JUST IN: Discrimination makes positive living hard for adolescents Sharleen Mheziya

Sibongile Maruta Features Correspondent
Stigma towards people living with HIV has been blamed for many negative consequences including poor adherence to therapy and psychological stress.

The stigma is influenced by socio-demographic factors such as age, gender, marital status, educational attainment, socioeconomic status, and area of residence.

Young people living with HIV are hard hit by the stigma as they sometimes lack the support systems needed to manage the condition.
Sharleen Mheziya (20) who grew up in Banket town in Mashonaland West, has struggled to fight the HIV stigma since the age of 12.

“My parents died when l was young and l was the only child in our family. I was raised up by my grandmother who was afraid to tell me my status since l was young,” she said.

Her understanding of antiretroviral treatment was limited at the time and her guardian maintained her silence.

“Growing up, I was always taking medication and my grandmother used to tell me that they were pain killers since I was always in and out of hospital. Sometimes I would have rashes all over my body,” Mheziya recalled.

Her medication triggered curiosity in her as she wanted to know the reasons for her continued ill health.

“When I was 17 in 2015, I decided to get tested and the results revealed I was HIV positive. I was hurt, I felt like committing suicide. From then on I lost confidence because I suffered a lot of stigma from school,” she said.

“I asked myself why me. All l could think of was who is going to marry me, will l be able to have my own family? It felt like a death sentence,” said Mheziya.

“It was not easy, I needed support and continuous counselling to understand my status. I had none of that at first. I had so many unanswered questions and l would say why me, and I defaulted for nearly a year. I got angry and didn’t want to talk to my granny. We would quarrel most of the time over this issue,” she said.

It took the intervention of Zvandiri, a non-governmental organisation supporting the Ministry of Health and Child Care in disseminating critical HIV and ART related information to clarify issues for her.

Zvandiri also encourages strict adherence to medication and other facets of positive living. Mheziya said the support she got through the organisation was overwhelming and it was at that stage that she got to meet her peers who were also living with HIV.

“I was introduced to the community adolescent treatment supporters (CATS). After I joined CATS, I got to relate with others who shared the same circumstances with me. It gave me a sense of belonging. I was taught to fight self-stigma first before I could deal with other forms of discrimination. Through the support that we get from CATS I can now live with my status,” Mheziya said.

The biggest challenge for Mheziya and others who share her condition has been finding love.

“I engage in relationships but the most painful part is that the moment you mention to your boyfriend that you are HIV positive, that’s the last you will hear from them. As a result most of our peers who are HIV negative only date each other,” she said.

Alick Jewe (22) from Banket also confirmed that the moment one discloses their status to a HIV negative partner the relationship ends.

Alick Jewe

“Growing up I thought when one is HIV positive they have AIDS and that they are going to die. When I found out that l was HIV positive after being tested at Banket hospital I thought l was going to die,” he said.

“I defaulted on my medication for six months because I was hurt, it was difficult to accept that I was HIV positive. I asked my mother why I was HIV positive and she just said such things happen,” said Jewe.

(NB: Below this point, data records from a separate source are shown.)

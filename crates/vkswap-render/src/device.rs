// SPDX-License-Identifier: CEPL-1.0
//! The GPU seam of the present core.
//!
//! Handles are plain `ash::vk` handles. Implementations own the instance,
//! surface, device, queue and command pool; the core only ever asks for the
//! objects listed here and gives each of them back exactly once.
use ash::prelude::VkResult;
use ash::vk;

use crate::swapchain::SwapchainConfig;

/// Depth/stencil attachment sized to the window.
#[derive(Clone, Copy, Debug, PartialEq, Eq)]
pub struct DepthTarget {
    pub image: vk::Image,
    pub memory: vk::DeviceMemory,
    pub view: vk::ImageView,
    pub format: vk::Format,
}

/// One queue submission. `cmd == None` submits an empty batch, which is how
/// a signaled semaphore is consumed without doing any work.
#[derive(Clone, Copy, Debug)]
pub struct Submission {
    pub cmd: Option<vk::CommandBuffer>,
    pub wait: vk::Semaphore,
    pub wait_stage: vk::PipelineStageFlags,
    pub signal: Option<vk::Semaphore>,
    pub fence: vk::Fence,
}

pub trait PresentDevice {
    // surface
    fn surface_capabilities(&self) -> VkResult<vk::SurfaceCapabilitiesKHR>;
    fn surface_formats(&self) -> VkResult<Vec<vk::SurfaceFormatKHR>>;
    fn surface_present_modes(&self) -> VkResult<Vec<vk::PresentModeKHR>>;
    fn format_features(&self, format: vk::Format) -> vk::FormatFeatureFlags;
    fn depth_format(&self) -> vk::Format;

    // swapchain and attachments
    fn create_swapchain(
        &mut self,
        config: &SwapchainConfig,
        old: vk::SwapchainKHR,
    ) -> VkResult<vk::SwapchainKHR>;
    fn swapchain_images(&self, swapchain: vk::SwapchainKHR) -> VkResult<Vec<vk::Image>>;
    fn destroy_swapchain(&mut self, swapchain: vk::SwapchainKHR);
    fn create_image_view(&mut self, image: vk::Image, format: vk::Format)
        -> VkResult<vk::ImageView>;
    fn destroy_image_view(&mut self, view: vk::ImageView);
    fn create_framebuffer(
        &mut self,
        render_pass: vk::RenderPass,
        attachments: &[vk::ImageView],
        extent: vk::Extent2D,
    ) -> VkResult<vk::Framebuffer>;
    fn destroy_framebuffer(&mut self, framebuffer: vk::Framebuffer);
    fn create_depth_target(&mut self, extent: vk::Extent2D) -> VkResult<DepthTarget>;
    fn destroy_depth_target(&mut self, depth: DepthTarget);

    // command buffers
    fn allocate_command_buffers(&mut self, count: u32) -> VkResult<Vec<vk::CommandBuffer>>;
    fn free_command_buffers(&mut self, buffers: &[vk::CommandBuffer]);
    /// Resets and begins `cmd`.
    fn begin_commands(&mut self, cmd: vk::CommandBuffer) -> VkResult<()>;
    fn begin_render_pass(
        &mut self,
        cmd: vk::CommandBuffer,
        render_pass: vk::RenderPass,
        framebuffer: vk::Framebuffer,
        extent: vk::Extent2D,
        clear: &[vk::ClearValue],
    );
    fn set_viewport_scissor(&mut self, cmd: vk::CommandBuffer, extent: vk::Extent2D);
    fn end_render_pass(&mut self, cmd: vk::CommandBuffer);
    fn end_commands(&mut self, cmd: vk::CommandBuffer) -> VkResult<()>;

    // synchronization
    fn create_semaphore(&mut self) -> VkResult<vk::Semaphore>;
    fn destroy_semaphore(&mut self, semaphore: vk::Semaphore);
    fn create_fence(&mut self, signaled: bool) -> VkResult<vk::Fence>;
    fn destroy_fence(&mut self, fence: vk::Fence);
    fn wait_and_reset_fence(&mut self, fence: vk::Fence) -> VkResult<()>;

    // queue
    /// Returns the image index and the suboptimal flag.
    fn acquire_next_image(
        &mut self,
        swapchain: vk::SwapchainKHR,
        timeout_ns: u64,
        signal: vk::Semaphore,
    ) -> VkResult<(u32, bool)>;
    fn submit(&mut self, submission: &Submission) -> VkResult<()>;
    /// Returns the suboptimal flag.
    fn present(
        &mut self,
        swapchain: vk::SwapchainKHR,
        image_index: u32,
        wait: vk::Semaphore,
    ) -> VkResult<bool>;
    fn queue_wait_idle(&mut self) -> VkResult<()>;
    fn device_wait_idle(&mut self) -> VkResult<()>;
}
impl PresentDevice for AshDevice {
    fn surface_capabilities(&self) -> VkResult<vk::SurfaceCapabilitiesKHR> {
        unsafe {
            self.scope
                .surface_loader
                .get_physical_device_surface_capabilities(self.physical_device, self.scope.surface)
        }
    }

    fn surface_formats(&self) -> VkResult<Vec<vk::SurfaceFormatKHR>> {
        unsafe {
            self.scope
                .surface_loader
                .get_physical_device_surface_formats(self.physical_device, self.scope.surface)
        }
    }

    fn surface_present_modes(&self) -> VkResult<Vec<vk::PresentModeKHR>> {
        unsafe {
            self.scope
                .surface_loader
                .get_physical_device_surface_present_modes(self.physical_device, self.scope.surface)
        }
    }

    fn format_features(&self, format: vk::Format) -> vk::FormatFeatureFlags {
        unsafe {
            self.scope
                .instance
                .get_physical_device_format_properties(self.physical_device, format)
        }
        .optimal_tiling_features
    }

    fn depth_format(&self) -> vk::Format {
        self.depth_format
    }

    fn create_swapchain(
        &mut self,
        config: &SwapchainConfig,
        old: vk::SwapchainKHR,
    ) -> VkResult<vk::SwapchainKHR> {
        let info = vk::SwapchainCreateInfoKHR::default()
            .surface(self.scope.surface)
            .min_image_count(config.image_count)
            .image_format(config.format)
            .image_color_space(config.color_space)
            .image_extent(config.extent)
            .image_array_layers(1)
            .image_usage(config.image_usage())
            .image_sharing_mode(vk::SharingMode::EXCLUSIVE)
            .pre_transform(config.pre_transform)
            .composite_alpha(config.composite_alpha)
            .present_mode(config.present_mode)
            .clipped(true)
            .old_swapchain(old);
        unsafe { self.swapchain_loader.create_swapchain(&info, None) }
    }

    fn swapchain_images(&self, swapchain: vk::SwapchainKHR) -> VkResult<Vec<vk::Image>> {
        unsafe { self.swapchain_loader.get_swapchain_images(swapchain) }
    }

    fn destroy_swapchain(&mut self, swapchain: vk::SwapchainKHR) {
        unsafe { self.swapchain_loader.destroy_swapchain(swapchain, None) }
    }

    fn create_image_view(&mut self, image: vk::Image, format: vk::Format) -> VkResult<vk::ImageView> {
        let info = vk::ImageViewCreateInfo::default()
            .image(image)
            .view_type(vk::ImageViewType::TYPE_2D)
            .format(format)
            .components(vk::ComponentMapping::default())
            .subresource_range(
                vk::ImageSubresourceRange::default()
                    .aspect_mask(vk::ImageAspectFlags::COLOR)
                    .level_count(1)
                    .layer_count(1),
            );
        unsafe { self.device.create_image_view(&info, None) }
    }

    fn destroy_image_view(&mut self, view: vk::ImageView) {
        unsafe { self.device.destroy_image_view(view, None) }
    }

    fn create_framebuffer(
        &mut self,
        render_pass: vk::RenderPass,
        attachments: &[vk::ImageView],
        extent: vk::Extent2D,
    ) -> VkResult<vk::Framebuffer> {
        let info = vk::FramebufferCreateInfo::default()
            .render_pass(render_pass)
            .attachments(attachments)
            .width(extent.width)
            .height(extent.height)
            .layers(1);
        unsafe { self.device.create_framebuffer(&info, None) }
    }

    fn destroy_framebuffer(&mut self, framebuffer: vk::Framebuffer) {
        unsafe { self.device.destroy_framebuffer(framebuffer, None) }
    }

    fn create_depth_target(&mut self, extent: vk::Extent2D) -> VkResult<DepthTarget> {
        unsafe { self.depth_image(extent) }
    }

    fn destroy_depth_target(&mut self, depth: DepthTarget) {
        unsafe {
            self.device.destroy_image_view(depth.view, None);
            self.device.destroy_image(depth.image, None);
            self.device.free_memory(depth.memory, None);
        }
    }

    fn allocate_command_buffers(&mut self, count: u32) -> VkResult<Vec<vk::CommandBuffer>> {
        let info = vk::CommandBufferAllocateInfo::default()
            .command_pool(self.command_pool)
            .level(vk::CommandBufferLevel::PRIMARY)
            .command_buffer_count(count);
        unsafe { self.device.allocate_command_buffers(&info) }
    }

    fn free_command_buffers(&mut self, buffers: &[vk::CommandBuffer]) {
        if !buffers.is_empty() {
            unsafe { self.device.free_command_buffers(self.command_pool, buffers) }
        }
    }

    fn begin_commands(&mut self, cmd: vk::CommandBuffer) -> VkResult<()> {
        let info = vk::CommandBufferBeginInfo::default()
            .flags(vk::CommandBufferUsageFlags::ONE_TIME_SUBMIT);
        unsafe {
            self.device
                .reset_command_buffer(cmd, vk::CommandBufferResetFlags::empty())?;
            self.device.begin_command_buffer(cmd, &info)
        }
    }

    fn begin_render_pass(
        &mut self,
        cmd: vk::CommandBuffer,
        render_pass: vk::RenderPass,
        framebuffer: vk::Framebuffer,
        extent: vk::Extent2D,
        clear: &[vk::ClearValue],
    ) {
        let info = vk::RenderPassBeginInfo::default()
            .render_pass(render_pass)
            .framebuffer(framebuffer)
            .render_area(full_rect(extent))
            .clear_values(clear);
        unsafe {
            self.device
                .cmd_begin_render_pass(cmd, &info, vk::SubpassContents::INLINE)
        }
    }

    fn set_viewport_scissor(&mut self, cmd: vk::CommandBuffer, extent: vk::Extent2D) {
        let viewport = vk::Viewport {
            x: 0.0,
            y: 0.0,
            width: extent.width as f32,
            height: extent.height as f32,
            min_depth: 0.0,
            max_depth: 1.0,
        };
        unsafe {
            self.device.cmd_set_viewport(cmd, 0, &[viewport]);
            self.device.cmd_set_scissor(cmd, 0, &[full_rect(extent)]);
        }
    }

    fn end_render_pass(&mut self, cmd: vk::CommandBuffer) {
        unsafe { self.device.cmd_end_render_pass(cmd) }
    }

    fn end_commands(&mut self, cmd: vk::CommandBuffer) -> VkResult<()> {
        unsafe { self.device.end_command_buffer(cmd) }
    }

    fn create_semaphore(&mut self) -> VkResult<vk::Semaphore> {
        unsafe {
            self.device
                .create_semaphore(&vk::SemaphoreCreateInfo::default(), None)
        }
    }

    fn destroy_semaphore(&mut self, semaphore: vk::Semaphore) {
        unsafe { self.device.destroy_semaphore(semaphore, None) }
    }

    fn create_fence(&mut self, signaled: bool) -> VkResult<vk::Fence> {
        let flags = if signaled {
            vk::FenceCreateFlags::SIGNALED
        } else {
            vk::FenceCreateFlags::empty()
        };
        unsafe {
            self.device
                .create_fence(&vk::FenceCreateInfo::default().flags(flags), None)
        }
    }

    fn destroy_fence(&mut self, fence: vk::Fence) {
        unsafe { self.device.destroy_fence(fence, None) }
    }

    fn wait_and_reset_fence(&mut self, fence: vk::Fence) -> VkResult<()> {
        unsafe {
            self.device.wait_for_fences(&[fence], true, u64::MAX)?;
            self.device.reset_fences(&[fence])
        }
    }

    fn acquire_next_image(
        &mut self,
        swapchain: vk::SwapchainKHR,
        timeout_ns: u64,
        signal: vk::Semaphore,
    ) -> VkResult<(u32, bool)> {
        unsafe {
            self.swapchain_loader
                .acquire_next_image(swapchain, timeout_ns, signal, vk::Fence::null())
        }
    }

    fn submit(&mut self, submission: &Submission) -> VkResult<()> {
        let waits: Vec<_> = [submission.wait]
            .into_iter()
            .filter(|s| *s != vk::Semaphore::null())
            .collect();
        let stages = vec![submission.wait_stage; waits.len()];
        let cmds: Vec<_> = submission.cmd.into_iter().collect();
        let signals: Vec<_> = submission.signal.into_iter().collect();
        let info = vk::SubmitInfo::default()
            .wait_semaphores(&waits)
            .wait_dst_stage_mask(&stages)
            .command_buffers(&cmds)
            .signal_semaphores(&signals);
        unsafe { self.device.queue_submit(self.queue, &[info], submission.fence) }
    }

    fn present(
        &mut self,
        swapchain: vk::SwapchainKHR,
        image_index: u32,
        wait: vk::Semaphore,
    ) -> VkResult<bool> {
        let waits = [wait];
        let swapchains = [swapchain];
        let indices = [image_index];
        let info = vk::PresentInfoKHR::default()
            .wait_semaphores(&waits)
            .swapchains(&swapchains)
            .image_indices(&indices);
        unsafe { self.swapchain_loader.queue_present(self.queue, &info) }
    }

    fn queue_wait_idle(&mut self) -> VkResult<()> {
        unsafe { self.device.queue_wait_idle(self.queue) }
    }

    fn device_wait_idle(&mut self) -> VkResult<()> {
        unsafe { self.device.device_wait_idle() }
    }
}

The negative attitude towards medication had consequences for him.

He said; “When I defaulted my viral load was high and as a result I was diagnosed with TB and I went on treatment.”

He also faced prejudice from previous lovers after trusting them with information on his condition.

“I had a girlfriend and she was HIV negative. We dated for a while and I did not disclose my status to her in the early stages of the relationship. When I decided to disclose my status to my girlfriend, her response was ‘it’s OK’. I never heard anything from her again,” he said.

“I thank the Zvandiri CATS for counselling me and giving me knowledge on HIV. They have been with me from the start. I Also plan on going back to school and start a family one day,” he said.

The adolescents spoke to The Herald during a recent National Aids Council (NAC) tour of Mashonaland West.

National Aids Council communications officer Mrs Tadiwa Nyatanga-Pfupa said there is still a lot of stigma amongst young girls who are living with HIV.

“We realized that there is still a lot of stigma from family members and society. If they happen to fall in love and they disclose their HIV status the relationship ended at the point of disclosure.

”We urge that people who are HIV positive be taken like everyone else. There are lot of us out there who do not know their HIV status. We discourage stigma at all levels even from family level,” she said.

According to the Ministry of Health and Child Care estimates, by the end of 2015, 61 percent of adults (above 15 years) living with HIV were on treatment and 80 percent of all children living with HIV were on ART.

Zvandiri focal person in Zvimba District Tracy Dumba said the CATS programme has reached out to over 2400 youngsters aged 10 and upwards in the district.

She also said adolescents living with HIV and Aids were defaulting on their medication due to discrimination and fear of losing their partners, thus exposing themselves to opportunistic infections.